The cruise operator said it has canceled all stops in Israel as well as some stops to the surrounding region for the rest of the year. It is also canceling all visits to Israel in 2024.

Before the Oct. 7 attack by Hamas, Norwegian said 7% of its cruise trips were set to visit the Middle East in the fourth quarter. In 2024, the figure was 4%.

In early trading on Wednesday, shares of Norwegian (ticker: NCLH) were down 2.5%, to $13.26. The stock bounced around immediately after the opening bell.

Norwegian expects an adjusted loss of 15 cents a share in the current quarter, compared with the analysts’ consensus of a per-share profit of 2 cents.

For the full year, the cruise operator cut its guidance to a per-share profit of 73 cents, down from 80 cents. Analysts are expecting 78 cents, according to those surveyed by FactSet.

Bookings for trips to Hawaii are lower than expected in the current quarter because of the wildfires that consumer Maui in August. Norwegian also cited lower close-in, or short notice, demand for certain “longer, exotic” voyages.

Still, Norwegian posted adjusted earnings of 76 cents a share on record revenue of $2.5 billion. Analysts were expecting earnings of 68 cents a share on revenue of $2.5 billion, according to those surveyed by FactSet.

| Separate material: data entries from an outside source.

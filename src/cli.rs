use std::path::PathBuf;

use chrono::NaiveDate;
use clap::{Args, Parser, Subcommand, ValueEnum};

#[derive(Debug, Parser)]
#[command(author, version, about = "Normalize ad-campaign data and derive performance KPIs", long_about = None)]
pub struct Cli {
    #[command(subcommand)]
    pub command: Commands,
}

#[derive(Debug, Subcommand)]
pub enum Commands {
    /// Check an uploaded campaign file for structural and data problems
    Validate(ValidateArgs),
    /// Normalize a campaign file, compute KPIs and export the result
    Process(ProcessArgs),
    /// Pull insights for one or more ad accounts and process them
    Fetch(FetchArgs),
    /// Verify the access token and list the ad accounts it can read
    Accounts(AccountsArgs),
}

#[derive(Debug, Args)]
pub struct InputArgs {
    /// Input file (CSV, TSV or spreadsheet; `-` reads CSV from stdin)
    #[arg(short = 'i', long = "input")]
    pub input: PathBuf,
    /// CSV delimiter character (supports ',', 'tab', ';', '|')
    #[arg(long, value_parser = parse_delimiter)]
    pub delimiter: Option<u8>,
    /// Character encoding of the input file (defaults to utf-8)
    #[arg(long = "input-encoding")]
    pub input_encoding: Option<String>,
}

#[derive(Debug, Args)]
pub struct OutputArgs {
    /// Output file (stdout if omitted)
    #[arg(short = 'o', long = "output")]
    pub output: Option<PathBuf>,
    /// Output format; defaults to the output file's extension, else csv
    #[arg(long, value_enum)]
    pub format: Option<OutputFormat>,
    /// Granularity of the exported table
    #[arg(long, value_enum, default_value = "row")]
    pub level: Level,
    /// Render output as an aligned table to stdout
    #[arg(long = "table")]
    pub table: bool,
    /// Limit number of rows emitted
    #[arg(long)]
    pub limit: Option<usize>,
    /// Write a narrative analysis of the KPI table to this file
    #[arg(long = "insights")]
    pub insights: Option<PathBuf>,
    /// Never call the language model; always use the scripted analysis
    #[arg(long)]
    pub offline: bool,
}

#[derive(Debug, Args)]
pub struct ValidateArgs {
    #[command(flatten)]
    pub input: InputArgs,
    /// YAML configuration file
    #[arg(short, long)]
    pub config: Option<PathBuf>,
}

#[derive(Debug, Args)]
pub struct ProcessArgs {
    #[command(flatten)]
    pub input: InputArgs,
    #[command(flatten)]
    pub output: OutputArgs,
    /// Run the pipeline even if the admission check would reject the file
    #[arg(long = "skip-validation")]
    pub skip_validation: bool,
    /// YAML configuration file
    #[arg(short, long)]
    pub config: Option<PathBuf>,
}

#[derive(Debug, Args)]
pub struct FetchArgs {
    /// Ad account ids to read, in order (e.g. act_123)
    #[arg(long = "account", required = true, action = clap::ArgAction::Append)]
    pub accounts: Vec<String>,
    /// First day of the reporting range (YYYY-MM-DD)
    #[arg(long, value_parser = parse_date)]
    pub since: NaiveDate,
    /// Last day of the reporting range (YYYY-MM-DD)
    #[arg(long, value_parser = parse_date)]
    pub until: NaiveDate,
    /// Environment variable holding the access token
    #[arg(long = "token-env", default_value = "META_ACCESS_TOKEN")]
    pub token_env: String,
    #[command(flatten)]
    pub output: OutputArgs,
    /// YAML configuration file
    #[arg(short, long)]
    pub config: Option<PathBuf>,
}

#[derive(Debug, Args)]
pub struct AccountsArgs {
    /// Environment variable holding the access token
    #[arg(long = "token-env", default_value = "META_ACCESS_TOKEN")]
    pub token_env: String,
    /// YAML configuration file
    #[arg(short, long)]
    pub config: Option<PathBuf>,
}

#[derive(Debug, Clone, Copy, ValueEnum, PartialEq, Eq)]
#[value(rename_all = "kebab-case")]
pub enum OutputFormat {
    Csv,
    Tsv,
    Json,
    Xlsx,
}

#[derive(Debug, Clone, Copy, ValueEnum, PartialEq, Eq, Default)]
#[value(rename_all = "kebab-case")]
pub enum Level {
    #[default]
    Row,
    Campaign,
    Date,
}

pub fn parse_delimiter(value: &str) -> Result<u8, String> {
    match value {
        "tab" | "\t" => Ok(b'\t'),
        "comma" | "," => Ok(b','),
        "|" | "pipe" => Ok(b'|'),
        ";" | "semicolon" => Ok(b';'),
        other => {
            let mut chars = other.chars();
            let first = chars
                .next()
                .ok_or_else(|| "Delimiter cannot be empty".to_string())?;
            if chars.next().is_some() {
                return Err("Delimiter must be a single character".to_string());
            }
            if !first.is_ascii() {
                return Err("Delimiter must be ASCII".to_string());
            }
            Ok(first as u8)
        }
    }
}

pub fn parse_date(value: &str) -> Result<NaiveDate, String> {
    NaiveDate::parse_from_str(value.trim(), "%Y-%m-%d")
        .map_err(|err| format!("Expected YYYY-MM-DD: {err}"))
}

“We’ll call it a good news-bad news earnings release with the net impact being more negative than positive,” Truist analyst Patrick Scholes said in a note Wednesday. He has a Hold rating on the stock with a price target of $20.

The stock is 11% up so far this year, but has fallen 40% since its July peak, as of Tuesday’s close. Cruise stocks had a stellar first half of the year on an international travel boom but have fallen sharply with the end of summer and an increase in fuel prices.

Last week, Norwegian rival
Royal Caribbean
reported strong third-quarter numbers and hiked its full-year profit outlook. The cruise operator’s fuel costs were less than expected in the third quarter. Yet the beat and raise did little to significantly boost Royal Caribbean stock, which climbed 0.8% on the day.